Start of PROVIDED RECORDS

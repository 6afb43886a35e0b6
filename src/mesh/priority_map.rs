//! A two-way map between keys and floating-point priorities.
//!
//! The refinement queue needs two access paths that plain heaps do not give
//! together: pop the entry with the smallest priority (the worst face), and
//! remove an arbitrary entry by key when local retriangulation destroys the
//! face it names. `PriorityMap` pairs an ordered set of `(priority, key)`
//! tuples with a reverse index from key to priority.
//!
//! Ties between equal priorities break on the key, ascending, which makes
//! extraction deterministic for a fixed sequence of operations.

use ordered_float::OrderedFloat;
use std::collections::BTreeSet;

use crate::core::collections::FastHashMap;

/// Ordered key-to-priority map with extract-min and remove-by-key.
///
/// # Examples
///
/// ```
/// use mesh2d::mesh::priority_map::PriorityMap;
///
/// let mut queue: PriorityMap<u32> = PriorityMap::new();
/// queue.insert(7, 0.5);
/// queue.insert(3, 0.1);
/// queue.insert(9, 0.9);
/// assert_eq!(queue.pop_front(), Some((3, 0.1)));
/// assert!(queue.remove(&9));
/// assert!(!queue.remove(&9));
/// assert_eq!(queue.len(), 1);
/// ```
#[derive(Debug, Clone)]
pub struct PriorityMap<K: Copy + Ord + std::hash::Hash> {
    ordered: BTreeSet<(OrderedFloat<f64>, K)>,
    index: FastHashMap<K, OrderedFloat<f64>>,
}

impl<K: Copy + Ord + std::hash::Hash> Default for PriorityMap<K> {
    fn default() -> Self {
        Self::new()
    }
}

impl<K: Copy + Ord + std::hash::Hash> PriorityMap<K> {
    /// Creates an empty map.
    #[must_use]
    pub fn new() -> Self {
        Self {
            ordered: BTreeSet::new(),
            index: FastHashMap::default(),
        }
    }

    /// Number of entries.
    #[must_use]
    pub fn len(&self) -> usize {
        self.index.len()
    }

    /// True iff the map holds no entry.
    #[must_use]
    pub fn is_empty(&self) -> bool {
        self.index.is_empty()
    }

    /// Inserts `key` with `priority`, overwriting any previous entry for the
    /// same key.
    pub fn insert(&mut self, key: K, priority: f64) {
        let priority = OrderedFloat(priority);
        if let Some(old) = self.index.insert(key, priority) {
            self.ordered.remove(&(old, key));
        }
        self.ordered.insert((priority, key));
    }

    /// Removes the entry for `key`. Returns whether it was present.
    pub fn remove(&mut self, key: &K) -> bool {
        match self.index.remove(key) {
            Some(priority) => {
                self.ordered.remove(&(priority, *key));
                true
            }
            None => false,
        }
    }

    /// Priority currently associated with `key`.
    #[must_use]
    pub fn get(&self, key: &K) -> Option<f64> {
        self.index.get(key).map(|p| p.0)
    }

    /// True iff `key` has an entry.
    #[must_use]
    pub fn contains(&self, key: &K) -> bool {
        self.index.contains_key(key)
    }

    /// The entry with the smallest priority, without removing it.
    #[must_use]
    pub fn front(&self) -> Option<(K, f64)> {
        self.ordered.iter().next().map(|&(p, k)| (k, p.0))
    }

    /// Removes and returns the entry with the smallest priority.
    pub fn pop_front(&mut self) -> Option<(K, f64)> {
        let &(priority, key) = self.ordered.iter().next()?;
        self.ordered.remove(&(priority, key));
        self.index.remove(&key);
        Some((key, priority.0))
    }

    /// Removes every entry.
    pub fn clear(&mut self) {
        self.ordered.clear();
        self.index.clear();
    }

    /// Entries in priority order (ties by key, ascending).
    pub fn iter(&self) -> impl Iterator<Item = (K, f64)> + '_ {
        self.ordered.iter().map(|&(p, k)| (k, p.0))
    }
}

End of PROVIDED RECORDS
Start of PROVIDED RECORDS

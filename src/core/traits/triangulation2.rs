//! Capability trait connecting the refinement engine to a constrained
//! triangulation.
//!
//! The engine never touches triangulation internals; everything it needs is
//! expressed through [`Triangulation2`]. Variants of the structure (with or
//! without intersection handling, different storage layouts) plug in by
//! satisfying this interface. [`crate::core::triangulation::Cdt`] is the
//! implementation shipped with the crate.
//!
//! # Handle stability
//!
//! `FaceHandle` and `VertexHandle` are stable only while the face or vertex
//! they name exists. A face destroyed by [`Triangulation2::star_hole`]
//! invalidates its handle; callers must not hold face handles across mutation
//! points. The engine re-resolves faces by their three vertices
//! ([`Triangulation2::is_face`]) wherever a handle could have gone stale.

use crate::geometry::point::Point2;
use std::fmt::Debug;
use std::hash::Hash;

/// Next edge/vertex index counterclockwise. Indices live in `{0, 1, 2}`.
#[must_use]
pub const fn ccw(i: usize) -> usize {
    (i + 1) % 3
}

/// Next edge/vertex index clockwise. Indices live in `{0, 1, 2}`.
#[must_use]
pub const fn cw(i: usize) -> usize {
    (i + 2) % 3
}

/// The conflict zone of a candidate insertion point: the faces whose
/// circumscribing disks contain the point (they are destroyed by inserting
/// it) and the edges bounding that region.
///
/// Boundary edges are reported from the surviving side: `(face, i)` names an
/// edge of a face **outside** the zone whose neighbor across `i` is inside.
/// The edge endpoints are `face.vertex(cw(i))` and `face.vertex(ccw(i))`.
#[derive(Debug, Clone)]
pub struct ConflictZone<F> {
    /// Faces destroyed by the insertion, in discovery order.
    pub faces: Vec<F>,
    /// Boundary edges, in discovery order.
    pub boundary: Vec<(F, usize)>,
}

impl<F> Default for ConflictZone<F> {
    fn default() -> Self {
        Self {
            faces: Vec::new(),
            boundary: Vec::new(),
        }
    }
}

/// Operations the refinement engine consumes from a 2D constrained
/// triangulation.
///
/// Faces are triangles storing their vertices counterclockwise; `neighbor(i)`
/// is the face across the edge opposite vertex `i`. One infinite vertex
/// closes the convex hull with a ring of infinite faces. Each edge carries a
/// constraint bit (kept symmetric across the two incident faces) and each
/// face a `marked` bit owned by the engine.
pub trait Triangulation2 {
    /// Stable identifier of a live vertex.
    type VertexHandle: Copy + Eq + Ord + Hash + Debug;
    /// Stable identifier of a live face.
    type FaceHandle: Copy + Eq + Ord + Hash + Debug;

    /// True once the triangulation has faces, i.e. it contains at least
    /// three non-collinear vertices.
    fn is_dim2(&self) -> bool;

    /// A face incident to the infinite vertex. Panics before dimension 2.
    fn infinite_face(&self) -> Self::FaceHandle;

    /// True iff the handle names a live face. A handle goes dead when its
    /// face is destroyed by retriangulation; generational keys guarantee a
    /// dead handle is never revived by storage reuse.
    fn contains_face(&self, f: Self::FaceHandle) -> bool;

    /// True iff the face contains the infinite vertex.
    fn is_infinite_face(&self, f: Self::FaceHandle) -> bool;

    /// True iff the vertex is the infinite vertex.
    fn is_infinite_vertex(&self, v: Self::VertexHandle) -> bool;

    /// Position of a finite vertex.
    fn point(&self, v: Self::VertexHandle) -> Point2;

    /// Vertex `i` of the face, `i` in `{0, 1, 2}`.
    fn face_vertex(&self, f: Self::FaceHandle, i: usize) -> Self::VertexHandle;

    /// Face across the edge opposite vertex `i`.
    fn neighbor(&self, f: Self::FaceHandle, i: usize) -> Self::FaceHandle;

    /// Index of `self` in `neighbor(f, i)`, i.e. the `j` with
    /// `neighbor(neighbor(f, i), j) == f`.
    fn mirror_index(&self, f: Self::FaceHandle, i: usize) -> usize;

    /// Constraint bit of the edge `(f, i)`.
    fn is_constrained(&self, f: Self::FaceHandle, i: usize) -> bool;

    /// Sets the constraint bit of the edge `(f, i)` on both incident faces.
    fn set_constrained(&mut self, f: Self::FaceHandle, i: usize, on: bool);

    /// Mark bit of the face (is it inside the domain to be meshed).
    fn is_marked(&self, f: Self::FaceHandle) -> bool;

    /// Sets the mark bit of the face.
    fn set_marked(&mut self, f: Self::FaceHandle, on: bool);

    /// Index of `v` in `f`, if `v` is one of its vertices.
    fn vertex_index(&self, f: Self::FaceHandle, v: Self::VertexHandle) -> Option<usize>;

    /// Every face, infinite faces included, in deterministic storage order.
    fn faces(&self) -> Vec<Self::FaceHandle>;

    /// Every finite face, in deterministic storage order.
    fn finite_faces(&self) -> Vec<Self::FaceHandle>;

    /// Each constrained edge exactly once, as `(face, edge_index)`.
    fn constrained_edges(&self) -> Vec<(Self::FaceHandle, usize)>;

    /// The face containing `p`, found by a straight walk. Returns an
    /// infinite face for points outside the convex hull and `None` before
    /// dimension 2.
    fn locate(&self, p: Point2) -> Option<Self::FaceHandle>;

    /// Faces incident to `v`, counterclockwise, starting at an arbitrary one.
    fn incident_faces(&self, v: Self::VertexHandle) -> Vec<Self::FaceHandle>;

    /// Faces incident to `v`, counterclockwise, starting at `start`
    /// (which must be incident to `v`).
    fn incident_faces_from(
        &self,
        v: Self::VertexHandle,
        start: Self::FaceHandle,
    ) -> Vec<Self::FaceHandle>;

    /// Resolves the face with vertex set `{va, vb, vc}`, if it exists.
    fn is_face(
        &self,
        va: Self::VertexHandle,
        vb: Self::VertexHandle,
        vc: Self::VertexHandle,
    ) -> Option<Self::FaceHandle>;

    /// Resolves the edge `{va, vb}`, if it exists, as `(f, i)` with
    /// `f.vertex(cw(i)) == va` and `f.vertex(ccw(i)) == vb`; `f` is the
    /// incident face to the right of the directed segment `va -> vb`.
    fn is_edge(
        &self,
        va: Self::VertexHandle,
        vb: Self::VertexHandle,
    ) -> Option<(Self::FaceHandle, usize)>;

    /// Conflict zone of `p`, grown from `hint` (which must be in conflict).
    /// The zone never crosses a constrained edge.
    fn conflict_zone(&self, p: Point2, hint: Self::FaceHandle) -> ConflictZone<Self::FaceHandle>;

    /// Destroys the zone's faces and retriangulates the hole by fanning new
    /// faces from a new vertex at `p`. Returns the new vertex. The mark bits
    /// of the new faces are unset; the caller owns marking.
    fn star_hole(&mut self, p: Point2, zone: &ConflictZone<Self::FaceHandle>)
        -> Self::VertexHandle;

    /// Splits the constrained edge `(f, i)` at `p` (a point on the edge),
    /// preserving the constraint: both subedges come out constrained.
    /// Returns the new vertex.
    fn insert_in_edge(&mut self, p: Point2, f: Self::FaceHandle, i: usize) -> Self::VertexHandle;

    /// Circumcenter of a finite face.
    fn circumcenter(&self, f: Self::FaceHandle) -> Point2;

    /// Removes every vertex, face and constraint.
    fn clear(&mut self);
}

End of PROVIDED RECORDS

**WORK REQUIRED:**
If the string "priorities" is in a line of the entries, pick that line out.

**EXPECTED ANSWER:**
//! A two-way map between keys and floating-point priorities.
//! Ties between equal priorities break on the key, ascending, which makes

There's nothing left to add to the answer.